* [Task brief] Please set down every entry from the listing below, word for word.

* [Data for this exercise]

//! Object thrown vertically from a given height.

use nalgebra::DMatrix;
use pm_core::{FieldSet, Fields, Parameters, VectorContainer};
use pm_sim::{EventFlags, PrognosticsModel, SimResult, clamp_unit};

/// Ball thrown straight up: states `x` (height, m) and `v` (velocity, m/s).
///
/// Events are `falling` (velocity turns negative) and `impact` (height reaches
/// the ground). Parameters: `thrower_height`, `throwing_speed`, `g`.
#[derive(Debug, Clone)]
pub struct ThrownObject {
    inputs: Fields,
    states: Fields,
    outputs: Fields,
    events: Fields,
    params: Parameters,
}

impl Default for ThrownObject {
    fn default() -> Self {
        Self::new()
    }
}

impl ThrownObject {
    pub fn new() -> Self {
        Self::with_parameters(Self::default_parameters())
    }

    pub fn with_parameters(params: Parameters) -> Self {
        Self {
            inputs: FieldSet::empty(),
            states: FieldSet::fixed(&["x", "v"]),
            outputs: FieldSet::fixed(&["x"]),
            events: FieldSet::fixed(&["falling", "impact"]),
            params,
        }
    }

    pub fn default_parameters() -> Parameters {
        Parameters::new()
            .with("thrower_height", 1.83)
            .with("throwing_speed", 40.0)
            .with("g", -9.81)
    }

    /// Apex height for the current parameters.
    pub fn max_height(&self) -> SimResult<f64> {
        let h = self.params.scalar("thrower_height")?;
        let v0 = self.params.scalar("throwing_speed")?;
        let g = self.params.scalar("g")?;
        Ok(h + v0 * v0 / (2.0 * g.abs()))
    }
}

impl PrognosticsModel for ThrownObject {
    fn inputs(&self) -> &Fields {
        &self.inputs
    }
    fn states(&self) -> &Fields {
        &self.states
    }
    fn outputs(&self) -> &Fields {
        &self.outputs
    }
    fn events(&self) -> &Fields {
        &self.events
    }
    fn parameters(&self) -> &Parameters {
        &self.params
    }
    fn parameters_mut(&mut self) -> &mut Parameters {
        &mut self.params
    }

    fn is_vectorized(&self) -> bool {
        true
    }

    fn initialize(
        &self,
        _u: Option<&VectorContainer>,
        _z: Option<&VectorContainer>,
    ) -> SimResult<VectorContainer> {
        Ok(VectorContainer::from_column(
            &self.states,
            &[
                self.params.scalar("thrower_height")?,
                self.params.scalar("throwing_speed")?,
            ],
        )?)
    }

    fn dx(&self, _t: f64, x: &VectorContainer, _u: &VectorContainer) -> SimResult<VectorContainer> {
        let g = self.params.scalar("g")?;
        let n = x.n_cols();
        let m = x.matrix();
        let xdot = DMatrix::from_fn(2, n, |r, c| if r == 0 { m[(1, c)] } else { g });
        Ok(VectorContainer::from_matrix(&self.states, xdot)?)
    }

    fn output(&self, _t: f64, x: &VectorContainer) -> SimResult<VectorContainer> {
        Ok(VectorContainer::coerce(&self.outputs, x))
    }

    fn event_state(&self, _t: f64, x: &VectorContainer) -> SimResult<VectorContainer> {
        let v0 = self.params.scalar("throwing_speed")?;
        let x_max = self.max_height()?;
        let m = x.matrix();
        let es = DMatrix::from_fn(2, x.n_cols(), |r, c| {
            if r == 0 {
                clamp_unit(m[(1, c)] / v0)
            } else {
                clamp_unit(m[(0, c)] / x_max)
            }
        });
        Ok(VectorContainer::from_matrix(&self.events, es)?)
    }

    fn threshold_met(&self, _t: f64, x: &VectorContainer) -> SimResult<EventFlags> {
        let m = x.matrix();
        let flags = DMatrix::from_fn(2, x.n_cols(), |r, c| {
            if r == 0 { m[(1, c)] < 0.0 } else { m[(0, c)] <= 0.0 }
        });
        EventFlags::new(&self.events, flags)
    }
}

* [Exercise result]
//! Object thrown vertically from a given height.

use nalgebra::DMatrix;
use pm_core::{FieldSet, Fields, Parameters, VectorContainer};
use pm_sim::{EventFlags, PrognosticsModel, SimResult, clamp_unit};

/// Ball thrown straight up: states `x` (height, m) and `v` (velocity, m/s).
///
/// Events are `falling` (velocity turns negative) and `impact` (height reaches
/// the ground). Parameters: `thrower_height`, `throwing_speed`, `g`.
#[derive(Debug, Clone)]
pub struct ThrownObject {
    inputs: Fields,
    states: Fields,
    outputs: Fields,
    events: Fields,
    params: Parameters,
}

impl Default for ThrownObject {
    fn default() -> Self {
        Self::new()
    }
}

impl ThrownObject {
    pub fn new() -> Self {
        Self::with_parameters(Self::default_parameters())
    }

    pub fn with_parameters(params: Parameters) -> Self {
        Self {
            inputs: FieldSet::empty(),
            states: FieldSet::fixed(&["x", "v"]),
            outputs: FieldSet::fixed(&["x"]),
            events: FieldSet::fixed(&["falling", "impact"]),
            params,
        }
    }

    pub fn default_parameters() -> Parameters {
        Parameters::new()
            .with("thrower_height", 1.83)
            .with("throwing_speed", 40.0)
            .with("g", -9.81)
    }

    /// Apex height for the current parameters.
    pub fn max_height(&self) -> SimResult<f64> {
        let h = self.params.scalar("thrower_height")?;
        let v0 = self.params.scalar("throwing_speed")?;
        let g = self.params.scalar("g")?;
        Ok(h + v0 * v0 / (2.0 * g.abs()))
    }
}

impl PrognosticsModel for ThrownObject {
    fn inputs(&self) -> &Fields {
        &self.inputs
    }
    fn states(&self) -> &Fields {
        &self.states
    }
    fn outputs(&self) -> &Fields {
        &self.outputs
    }
    fn events(&self) -> &Fields {
        &self.events
    }
    fn parameters(&self) -> &Parameters {
        &self.params
    }
    fn parameters_mut(&mut self) -> &mut Parameters {
        &mut self.params
    }

    fn is_vectorized(&self) -> bool {
        true
    }

    fn initialize(
        &self,
        _u: Option<&VectorContainer>,
        _z: Option<&VectorContainer>,
    ) -> SimResult<VectorContainer> {
        Ok(VectorContainer::from_column(
            &self.states,
            &[
                self.params.scalar("thrower_height")?,
                self.params.scalar("throwing_speed")?,
            ],
        )?)
    }

    fn dx(&self, _t: f64, x: &VectorContainer, _u: &VectorContainer) -> SimResult<VectorContainer> {
        let g = self.params.scalar("g")?;
        let n = x.n_cols();
        let m = x.matrix();
        let xdot = DMatrix::from_fn(2, n, |r, c| if r == 0 { m[(1, c)] } else { g });
        Ok(VectorContainer::from_matrix(&self.states, xdot)?)
    }

    fn output(&self, _t: f64, x: &VectorContainer) -> SimResult<VectorContainer> {
        Ok(VectorContainer::coerce(&self.outputs, x))
    }

    fn event_state(&self, _t: f64, x: &VectorContainer) -> SimResult<VectorContainer> {
        let v0 = self.params.scalar("throwing_speed")?;
        let x_max = self.max_height()?;
        let m = x.matrix();
        let es = DMatrix::from_fn(2, x.n_cols(), |r, c| {
            if r == 0 {
                clamp_unit(m[(1, c)] / v0)
            } else {
                clamp_unit(m[(0, c)] / x_max)
            }
        });
        Ok(VectorContainer::from_matrix(&self.events, es)?)
    }

    fn threshold_met(&self, _t: f64, x: &VectorContainer) -> SimResult<EventFlags> {
        let m = x.matrix();
        let flags = DMatrix::from_fn(2, x.n_cols(), |r, c| {
            if r == 0 { m[(1, c)] < 0.0 } else { m[(0, c)] <= 0.0 }
        });
        EventFlags::new(&self.events, flags)
    }
}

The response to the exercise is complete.